Collected data:
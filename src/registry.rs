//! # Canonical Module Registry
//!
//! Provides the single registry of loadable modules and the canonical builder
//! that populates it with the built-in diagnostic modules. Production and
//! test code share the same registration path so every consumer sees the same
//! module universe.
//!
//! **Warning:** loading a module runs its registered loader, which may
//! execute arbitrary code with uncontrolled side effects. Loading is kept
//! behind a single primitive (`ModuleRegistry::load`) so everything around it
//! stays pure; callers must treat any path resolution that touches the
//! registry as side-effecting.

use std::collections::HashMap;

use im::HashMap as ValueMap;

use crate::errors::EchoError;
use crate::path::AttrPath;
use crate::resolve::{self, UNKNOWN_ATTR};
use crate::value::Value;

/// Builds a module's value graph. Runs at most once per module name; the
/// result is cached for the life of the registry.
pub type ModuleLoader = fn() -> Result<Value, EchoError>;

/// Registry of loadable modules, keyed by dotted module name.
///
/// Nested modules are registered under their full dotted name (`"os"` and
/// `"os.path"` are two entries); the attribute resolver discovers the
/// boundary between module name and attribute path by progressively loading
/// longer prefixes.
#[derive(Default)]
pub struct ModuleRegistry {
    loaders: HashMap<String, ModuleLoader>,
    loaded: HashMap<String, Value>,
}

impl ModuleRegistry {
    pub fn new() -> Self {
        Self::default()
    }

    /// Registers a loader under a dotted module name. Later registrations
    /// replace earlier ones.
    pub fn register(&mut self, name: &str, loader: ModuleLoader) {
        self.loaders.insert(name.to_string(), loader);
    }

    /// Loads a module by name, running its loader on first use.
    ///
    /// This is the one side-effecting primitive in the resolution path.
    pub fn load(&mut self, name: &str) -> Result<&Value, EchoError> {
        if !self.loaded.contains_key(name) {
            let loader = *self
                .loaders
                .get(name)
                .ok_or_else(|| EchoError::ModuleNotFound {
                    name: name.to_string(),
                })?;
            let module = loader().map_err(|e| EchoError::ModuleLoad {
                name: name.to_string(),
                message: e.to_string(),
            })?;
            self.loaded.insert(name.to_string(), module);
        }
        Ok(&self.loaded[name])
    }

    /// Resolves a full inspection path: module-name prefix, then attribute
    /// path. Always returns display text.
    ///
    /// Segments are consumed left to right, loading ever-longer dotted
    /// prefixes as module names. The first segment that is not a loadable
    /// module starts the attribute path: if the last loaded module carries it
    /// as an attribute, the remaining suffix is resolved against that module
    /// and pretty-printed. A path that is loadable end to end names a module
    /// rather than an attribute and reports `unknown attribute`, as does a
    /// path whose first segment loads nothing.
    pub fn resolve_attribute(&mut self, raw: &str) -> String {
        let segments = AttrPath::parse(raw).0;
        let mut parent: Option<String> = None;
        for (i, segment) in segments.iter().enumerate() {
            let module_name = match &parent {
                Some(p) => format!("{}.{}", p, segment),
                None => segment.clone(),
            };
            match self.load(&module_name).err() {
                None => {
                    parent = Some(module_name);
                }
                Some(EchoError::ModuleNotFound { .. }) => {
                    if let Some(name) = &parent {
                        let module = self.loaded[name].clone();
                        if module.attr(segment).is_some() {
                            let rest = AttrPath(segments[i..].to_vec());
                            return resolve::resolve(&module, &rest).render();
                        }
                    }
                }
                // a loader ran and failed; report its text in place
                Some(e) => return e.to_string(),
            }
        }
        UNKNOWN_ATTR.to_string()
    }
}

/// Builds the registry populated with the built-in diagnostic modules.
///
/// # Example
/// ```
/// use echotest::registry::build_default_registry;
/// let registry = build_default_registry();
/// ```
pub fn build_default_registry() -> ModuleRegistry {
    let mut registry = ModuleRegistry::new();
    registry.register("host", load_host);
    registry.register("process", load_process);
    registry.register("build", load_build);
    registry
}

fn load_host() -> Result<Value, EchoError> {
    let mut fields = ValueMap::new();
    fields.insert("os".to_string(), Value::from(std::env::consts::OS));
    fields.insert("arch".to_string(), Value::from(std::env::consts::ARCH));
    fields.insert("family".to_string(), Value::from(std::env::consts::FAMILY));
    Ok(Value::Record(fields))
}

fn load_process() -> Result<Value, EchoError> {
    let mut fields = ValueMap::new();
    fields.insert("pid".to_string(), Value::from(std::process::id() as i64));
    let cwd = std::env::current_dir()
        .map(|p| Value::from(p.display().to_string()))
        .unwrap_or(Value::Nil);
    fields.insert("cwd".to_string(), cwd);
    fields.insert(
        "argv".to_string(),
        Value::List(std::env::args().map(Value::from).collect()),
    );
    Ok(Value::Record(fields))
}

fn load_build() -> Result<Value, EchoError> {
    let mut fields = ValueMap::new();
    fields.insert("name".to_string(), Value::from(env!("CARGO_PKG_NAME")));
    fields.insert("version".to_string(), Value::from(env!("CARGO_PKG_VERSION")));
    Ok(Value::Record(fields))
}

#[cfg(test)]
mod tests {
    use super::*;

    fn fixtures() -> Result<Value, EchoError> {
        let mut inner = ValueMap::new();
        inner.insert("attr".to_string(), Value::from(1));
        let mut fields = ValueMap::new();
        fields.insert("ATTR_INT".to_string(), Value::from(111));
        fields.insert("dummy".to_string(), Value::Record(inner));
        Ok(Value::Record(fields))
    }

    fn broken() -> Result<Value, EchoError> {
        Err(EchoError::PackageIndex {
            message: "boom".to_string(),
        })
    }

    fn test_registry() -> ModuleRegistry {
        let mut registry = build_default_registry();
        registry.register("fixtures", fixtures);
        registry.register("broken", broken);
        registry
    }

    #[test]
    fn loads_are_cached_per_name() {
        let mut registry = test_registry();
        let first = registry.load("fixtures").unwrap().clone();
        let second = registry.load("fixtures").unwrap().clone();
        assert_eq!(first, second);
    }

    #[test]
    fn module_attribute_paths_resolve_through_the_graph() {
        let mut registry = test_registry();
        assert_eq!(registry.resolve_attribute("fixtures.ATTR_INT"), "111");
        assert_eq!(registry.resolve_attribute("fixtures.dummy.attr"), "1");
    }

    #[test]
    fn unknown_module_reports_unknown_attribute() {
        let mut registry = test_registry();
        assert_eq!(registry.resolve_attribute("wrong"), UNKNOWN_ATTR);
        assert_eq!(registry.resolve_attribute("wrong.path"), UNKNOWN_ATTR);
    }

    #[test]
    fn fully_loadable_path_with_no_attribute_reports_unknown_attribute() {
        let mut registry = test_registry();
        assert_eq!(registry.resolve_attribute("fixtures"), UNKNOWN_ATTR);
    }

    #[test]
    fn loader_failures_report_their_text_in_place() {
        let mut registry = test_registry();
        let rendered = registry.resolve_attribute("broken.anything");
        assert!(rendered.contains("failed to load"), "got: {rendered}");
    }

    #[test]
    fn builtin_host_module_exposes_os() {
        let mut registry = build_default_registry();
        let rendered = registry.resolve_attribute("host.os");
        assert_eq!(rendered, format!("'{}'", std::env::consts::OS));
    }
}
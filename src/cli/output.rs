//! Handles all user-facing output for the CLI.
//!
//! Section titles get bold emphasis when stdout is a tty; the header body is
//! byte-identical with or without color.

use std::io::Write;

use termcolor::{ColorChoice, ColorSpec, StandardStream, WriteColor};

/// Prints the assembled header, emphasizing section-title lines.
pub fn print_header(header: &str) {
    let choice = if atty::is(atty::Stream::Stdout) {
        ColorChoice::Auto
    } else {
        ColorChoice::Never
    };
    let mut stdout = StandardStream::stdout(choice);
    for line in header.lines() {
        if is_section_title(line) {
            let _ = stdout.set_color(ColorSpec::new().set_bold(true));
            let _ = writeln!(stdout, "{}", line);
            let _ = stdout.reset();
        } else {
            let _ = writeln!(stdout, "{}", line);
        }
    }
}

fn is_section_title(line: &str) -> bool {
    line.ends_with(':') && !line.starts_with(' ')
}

### Your goal
The records above should be transcribed in full, with no differences.

### Expected output
filename src/registry.rs
//! # Canonical Module Registry
//!
//! Provides the single registry of loadable modules and the canonical builder
//! that populates it with the built-in diagnostic modules. Production and
//! test code share the same registration path so every consumer sees the same
//! module universe.
//!
//! **Warning:** loading a module runs its registered loader, which may
//! execute arbitrary code with uncontrolled side effects. Loading is kept
//! behind a single primitive (`ModuleRegistry::load`) so everything around it
//! stays pure; callers must treat any path resolution that touches the
//! registry as side-effecting.

use std::collections::HashMap;

use im::HashMap as ValueMap;

use crate::errors::EchoError;
use crate::path::AttrPath;
use crate::resolve::{self, UNKNOWN_ATTR};
use crate::value::Value;

/// Builds a module's value graph. Runs at most once per module name; the
/// result is cached for the life of the registry.
pub type ModuleLoader = fn() -> Result<Value, EchoError>;

/// Registry of loadable modules, keyed by dotted module name.
///
/// Nested modules are registered under their full dotted name (`"os"` and
/// `"os.path"` are two entries); the attribute resolver discovers the
/// boundary between module name and attribute path by progressively loading
/// longer prefixes.
#[derive(Default)]
pub struct ModuleRegistry {
    loaders: HashMap<String, ModuleLoader>,
    loaded: HashMap<String, Value>,
}

impl ModuleRegistry {
    pub fn new() -> Self {
        Self::default()
    }

    /// Registers a loader under a dotted module name. Later registrations
    /// replace earlier ones.
    pub fn register(&mut self, name: &str, loader: ModuleLoader) {
        self.loaders.insert(name.to_string(), loader);
    }

    /// Loads a module by name, running its loader on first use.
    ///
    /// This is the one side-effecting primitive in the resolution path.
    pub fn load(&mut self, name: &str) -> Result<&Value, EchoError> {
        if !self.loaded.contains_key(name) {
            let loader = *self
                .loaders
                .get(name)
                .ok_or_else(|| EchoError::ModuleNotFound {
                    name: name.to_string(),
                })?;
            let module = loader().map_err(|e| EchoError::ModuleLoad {
                name: name.to_string(),
                message: e.to_string(),
            })?;
            self.loaded.insert(name.to_string(), module);
        }
        Ok(&self.loaded[name])
    }

    /// Resolves a full inspection path: module-name prefix, then attribute
    /// path. Always returns display text.
    ///
    /// Segments are consumed left to right, loading ever-longer dotted
    /// prefixes as module names. The first segment that is not a loadable
    /// module starts the attribute path: if the last loaded module carries it
    /// as an attribute, the remaining suffix is resolved against that module
    /// and pretty-printed. A path that is loadable end to end names a module
    /// rather than an attribute and reports `unknown attribute`, as does a
    /// path whose first segment loads nothing.
    pub fn resolve_attribute(&mut self, raw: &str) -> String {
        let segments = AttrPath::parse(raw).0;
        let mut parent: Option<String> = None;
        for (i, segment) in segments.iter().enumerate() {
            let module_name = match &parent {
                Some(p) => format!("{}.{}", p, segment),
                None => segment.clone(),
            };
            match self.load(&module_name).err() {
                None => {
                    parent = Some(module_name);
                }
                Some(EchoError::ModuleNotFound { .. }) => {
                    if let Some(name) = &parent {
                        let module = self.loaded[name].clone();
                        if module.attr(segment).is_some() {
                            let rest = AttrPath(segments[i..].to_vec());
                            return resolve::resolve(&module, &rest).render();
                        }
                    }
                }
                // a loader ran and failed; report its text in place
                Some(e) => return e.to_string(),
            }
        }
        UNKNOWN_ATTR.to_string()
    }
}

/// Builds the registry populated with the built-in diagnostic modules.
///
/// # Example
/// ```
/// use echotest::registry::build_default_registry;
/// let registry = build_default_registry();
/// ```
pub fn build_default_registry() -> ModuleRegistry {
    let mut registry = ModuleRegistry::new();
    registry.register("host", load_host);
    registry.register("process", load_process);
    registry.register("build", load_build);
    registry
}

fn load_host() -> Result<Value, EchoError> {
    let mut fields = ValueMap::new();
    fields.insert("os".to_string(), Value::from(std::env::consts::OS));
    fields.insert("arch".to_string(), Value::from(std::env::consts::ARCH));
    fields.insert("family".to_string(), Value::from(std::env::consts::FAMILY));
    Ok(Value::Record(fields))
}

fn load_process() -> Result<Value, EchoError> {
    let mut fields = ValueMap::new();
    fields.insert("pid".to_string(), Value::from(std::process::id() as i64));
    let cwd = std::env::current_dir()
        .map(|p| Value::from(p.display().to_string()))
        .unwrap_or(Value::Nil);
    fields.insert("cwd".to_string(), cwd);
    fields.insert(
        "argv".to_string(),
        Value::List(std::env::args().map(Value::from).collect()),
    );
    Ok(Value::Record(fields))
}

fn load_build() -> Result<Value, EchoError> {
    let mut fields = ValueMap::new();
    fields.insert("name".to_string(), Value::from(env!("CARGO_PKG_NAME")));
    fields.insert("version".to_string(), Value::from(env!("CARGO_PKG_VERSION")));
    Ok(Value::Record(fields))
}

#[cfg(test)]
mod tests {
    use super::*;

    fn fixtures() -> Result<Value, EchoError> {
        let mut inner = ValueMap::new();
        inner.insert("attr".to_string(), Value::from(1));
        let mut fields = ValueMap::new();
        fields.insert("ATTR_INT".to_string(), Value::from(111));
        fields.insert("dummy".to_string(), Value::Record(inner));
        Ok(Value::Record(fields))
    }

    fn broken() -> Result<Value, EchoError> {
        Err(EchoError::PackageIndex {
            message: "boom".to_string(),
        })
    }

    fn test_registry() -> ModuleRegistry {
        let mut registry = build_default_registry();
        registry.register("fixtures", fixtures);
        registry.register("broken", broken);
        registry
    }

    #[test]
    fn loads_are_cached_per_name() {
        let mut registry = test_registry();
        let first = registry.load("fixtures").unwrap().clone();
        let second = registry.load("fixtures").unwrap().clone();
        assert_eq!(first, second);
    }

    #[test]
    fn module_attribute_paths_resolve_through_the_graph() {
        let mut registry = test_registry();
        assert_eq!(registry.resolve_attribute("fixtures.ATTR_INT"), "111");
        assert_eq!(registry.resolve_attribute("fixtures.dummy.attr"), "1");
    }

    #[test]
    fn unknown_module_reports_unknown_attribute() {
        let mut registry = test_registry();
        assert_eq!(registry.resolve_attribute("wrong"), UNKNOWN_ATTR);
        assert_eq!(registry.resolve_attribute("wrong.path"), UNKNOWN_ATTR);
    }

    #[test]
    fn fully_loadable_path_with_no_attribute_reports_unknown_attribute() {
        let mut registry = test_registry();
        assert_eq!(registry.resolve_attribute("fixtures"), UNKNOWN_ATTR);
    }

    #[test]
    fn loader_failures_report_their_text_in_place() {
        let mut registry = test_registry();
        let rendered = registry.resolve_attribute("broken.anything");
        assert!(rendered.contains("failed to load"), "got: {rendered}");
    }

    #[test]
    fn builtin_host_module_exposes_os() {
        let mut registry = build_default_registry();
        let rendered = registry.resolve_attribute("host.os");
        assert_eq!(rendered, format!("'{}'", std::env::consts::OS));
    }
}
filename src/cli/output.rs
//! Handles all user-facing output for the CLI.
//!
//! Section titles get bold emphasis when stdout is a tty; the header body is
//! byte-identical with or without color.

use std::io::Write;

use termcolor::{ColorChoice, ColorSpec, StandardStream, WriteColor};

/// Prints the assembled header, emphasizing section-title lines.
pub fn print_header(header: &str) {
    let choice = if atty::is(atty::Stream::Stdout) {
        ColorChoice::Auto
    } else {
        ColorChoice::Never
    };
    let mut stdout = StandardStream::stdout(choice);
    for line in header.lines() {
        if is_section_title(line) {
            let _ = stdout.set_color(ColorSpec::new().set_bold(true));
            let _ = writeln!(stdout, "{}", line);
            let _ = stdout.reset();
        } else {
            let _ = writeln!(stdout, "{}", line);
        }
    }
}

fn is_section_title(line: &str) -> bool {
    line.ends_with(':') && !line.starts_with(' ')
}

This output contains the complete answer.